------ Available data ------

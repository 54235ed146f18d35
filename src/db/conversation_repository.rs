use sqlx::postgres::PgRow;
use sqlx::{PgPool, Row};
use tracing::error;
use uuid::Uuid;

use crate::errors::AppError;
use crate::models::{ChatSummary, Conversation, PublicUser};

/// Normalizes an unordered participant pair to the stored (low, high) form.
pub fn ordered_pair<'a>(a: &'a str, b: &'a str) -> (&'a str, &'a str) {
    if a <= b {
        (a, b)
    } else {
        (b, a)
    }
}

#[derive(Clone)]
pub struct ConversationRepository {
    pool: PgPool,
}

impl ConversationRepository {
    pub fn new(pool: PgPool) -> Self {
        Self { pool }
    }

    /// Returns the conversation for the unordered pair, creating it if none
    /// exists. The pair uniqueness constraint makes concurrent first contacts
    /// converge on a single row.
    pub async fn find_or_create(&self, a: &str, b: &str) -> Result<Conversation, AppError> {
        let (low, high) = ordered_pair(a, b);

        sqlx::query(
            "INSERT INTO conversations (id, participant_low, participant_high)
             VALUES ($1, $2, $3)
             ON CONFLICT (participant_low, participant_high) DO NOTHING",
        )
        .bind(Uuid::new_v4().to_string())
        .bind(low)
        .bind(high)
        .execute(&self.pool)
        .await
        .map_err(|e| {
            error!("Failed to create conversation for ({low}, {high}): {e}");
            AppError::db_query("Failed to create conversation", e)
        })?;

        sqlx::query_as::<_, Conversation>(
            "SELECT id, participant_low, participant_high, last_message_at
             FROM conversations WHERE participant_low = $1 AND participant_high = $2",
        )
        .bind(low)
        .bind(high)
        .fetch_one(&self.pool)
        .await
        .map_err(|e| {
            error!("Failed to read back conversation for ({low}, {high}): {e}");
            AppError::db_query("Failed to read back conversation", e)
        })
    }

    /// The conversation plus both participants resolved to display-safe
    /// projections.
    pub async fn find_with_participants(
        &self,
        id: &str,
    ) -> Result<Option<(Conversation, Vec<PublicUser>)>, AppError> {
        let row = sqlx::query(
            "SELECT c.id, c.participant_low, c.participant_high, c.last_message_at,
                    ua.id AS a_id, ua.name AS a_name, ua.email AS a_email, ua.profile_picture AS a_picture,
                    ub.id AS b_id, ub.name AS b_name, ub.email AS b_email, ub.profile_picture AS b_picture
             FROM conversations c
             JOIN users ua ON ua.id = c.participant_low
             JOIN users ub ON ub.id = c.participant_high
             WHERE c.id = $1",
        )
        .bind(id)
        .fetch_optional(&self.pool)
        .await
        .map_err(|e| {
            error!("Failed to load conversation {id}: {e}");
            AppError::db_query(format!("Failed to load conversation {id}"), e)
        })?;

        row.map(|row| {
            let conversation = Conversation {
                id: get(&row, "id")?,
                participant_low: get(&row, "participant_low")?,
                participant_high: get(&row, "participant_high")?,
                last_message_at: row
                    .try_get("last_message_at")
                    .map_err(|e| AppError::db_query("Failed to read last_message_at", e))?,
            };
            let participants = vec![participant(&row, "a")?, participant(&row, "b")?];
            Ok((conversation, participants))
        })
        .transpose()
    }

    /// All conversations containing the user, most recently active first,
    /// participants resolved.
    pub async fn list_with_participants(
        &self,
        user_id: &str,
    ) -> Result<Vec<ChatSummary>, AppError> {
        let rows = sqlx::query(
            "SELECT c.id, c.last_message_at,
                    ua.id AS a_id, ua.name AS a_name, ua.email AS a_email, ua.profile_picture AS a_picture,
                    ub.id AS b_id, ub.name AS b_name, ub.email AS b_email, ub.profile_picture AS b_picture
             FROM conversations c
             JOIN users ua ON ua.id = c.participant_low
             JOIN users ub ON ub.id = c.participant_high
             WHERE c.participant_low = $1 OR c.participant_high = $1
             ORDER BY c.last_message_at DESC",
        )
        .bind(user_id)
        .fetch_all(&self.pool)
        .await
        .map_err(|e| {
            error!("Failed to list conversations for {user_id}: {e}");
            AppError::db_query("Failed to list conversations", e)
        })?;

        rows.into_iter()
            .map(|row| {
                Ok(ChatSummary {
                    id: get(&row, "id")?,
                    participants: vec![participant(&row, "a")?, participant(&row, "b")?],
                    last_message: row
                        .try_get("last_message_at")
                        .map_err(|e| AppError::db_query("Failed to read last_message_at", e))?,
                })
            })
            .collect()
    }
}

fn get(row: &PgRow, column: &str) -> Result<String, AppError> {
    row.try_get(column)
        .map_err(|e| AppError::db_query(format!("Failed to read {column}"), e))
}

fn participant(row: &PgRow, prefix: &str) -> Result<PublicUser, AppError> {
    Ok(PublicUser {
        id: get(row, &format!("{prefix}_id"))?,
        name: get(row, &format!("{prefix}_name"))?,
        email: get(row, &format!("{prefix}_email"))?,
        profile_picture: get(row, &format!("{prefix}_picture"))?,
    })
}

#[cfg(test)]
mod tests {
    use super::*;

    #[test]
    fn ordered_pair_is_order_insensitive() {
        assert_eq!(ordered_pair("alice", "bob"), ("alice", "bob"));
        assert_eq!(ordered_pair("bob", "alice"), ("alice", "bob"));
    }

    #[test]
    fn ordered_pair_keeps_equal_ids_in_place() {
        assert_eq!(ordered_pair("alice", "alice"), ("alice", "alice"));
    }
}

------

What you should do:
Each line in the material either holds the string "Result" or does not. State how many do, and nothing else.

Answer to this task:
5